Con la continua crescita del dannoso mercato nero, è giusto che il Governo intervenga per impedire agli operatori illegali di utilizzare sponsorizzazioni e pubblicità per acquisire credibilità e prendere di mira i consumatori britannici.
Il Governo dovrebbe ora agire senza indugio per proteggere i consumatori. Non vediamo l’ora di partecipare in modo costruttivo alla consultazione e di sostenere misure efficaci che rafforzino il mercato regolamentato.”

LE PROPOSTE DEL DCMS – Il documento del Dcms propone di vietare a chiunque, compresi club e organismi sportivi, di stipulare accordi di sponsorizzazione o pubblicità con operatori di gioco non licenziati dalla Gambling Commission. Alla base della proposta ci sono tre ordini di preoccupazioni: la tutela dei consumatori, l’integrità del mercato regolamentato e la prevenzione dei rischi di riciclaggio. Sul piano tecnico, il Governo punta a una legislazione secondaria che attribuisca al Secretary of State il potere di regolamentare la pubblicità del gioco, previa approvazione parlamentare. Se il provvedimento passasse, legarsi a un operatore non autorizzato diventerebbe reato penale, con sanzioni pecuniarie giornaliere per ogni giorno di violazione. Resterebbero fuori, almeno in questa fase, gli accordi di white label conformi alle Licence Conditions and Codes of Practice della Gambling Commission, anche se il tema potrebbe essere riaperto in un secondo momento.
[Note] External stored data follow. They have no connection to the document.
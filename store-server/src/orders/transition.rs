//! Status Transition Rules
//!
//! 订单状态机的唯一真源. Every status change, whether from the update
//! endpoint or the cancel endpoint, is checked against this table
//! before any write happens.
//!
//! ```text
//! pending ──► confirmed ──► processing ──► shipped ──► delivered
//!    │            │              │            │            │
//!    │            │              │            └──► returned ◄┘
//!    └────────────┴──────────────┴──► cancelled
//! ```

use shared::models::OrderStatus;

/// Targets reachable from `from`, in lifecycle order.
/// CANCELLED and RETURNED are terminal.
pub fn allowed_targets(from: OrderStatus) -> &'static [OrderStatus] {
    use OrderStatus::*;
    match from {
        Pending => &[Confirmed, Cancelled],
        Confirmed => &[Processing, Cancelled],
        Processing => &[Shipped, Cancelled],
        Shipped => &[Delivered, Returned],
        Delivered => &[Returned],
        Cancelled | Returned => &[],
    }
}

pub fn is_legal(from: OrderStatus, to: OrderStatus) -> bool {
    allowed_targets(from).contains(&to)
}

/// The explicit cancel entry point is narrower than the table: stock
/// restoration only makes sense before fulfilment starts.
pub fn is_cancellable(from: OrderStatus) -> bool {
    matches!(from, OrderStatus::Pending | OrderStatus::Confirmed)
}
Quanto al perimetro, il focus principale della consultazione riguarda la pubblicità all’interno degli stadi, mentre le sponsorizzazioni e la pubblicità online restano fuori dall’ambito primario: per la promozione illegale in tv e radio è previsto un lavoro congiunto con l’authority delle comunicazioni Ofcom. Sul fronte del geoblocking, ormai ritenuto inefficace, il Governo prende atto che la misura viene facilmente aggirata con una semplice Vpn, pratica diventata comune anche per via di altre policy britanniche in tema di verifica dell’età online.
La finestra di consultazione, resterà aperta per otto settimane, fino al 9 settembre 2026, prima che si proceda con la legislazione da presentare in Parlamento. Va però segnalato un dato che ridimensiona l’urgenza percepita: secondo quanto riferito dal Dcms agli operatori, il Governo continua a considerare l’inizio della stagione 2027/28 come la data più ravvicinata in cui un divieto potrebbe realisticamente entrare in vigore, nonostante le pressioni per accelerare.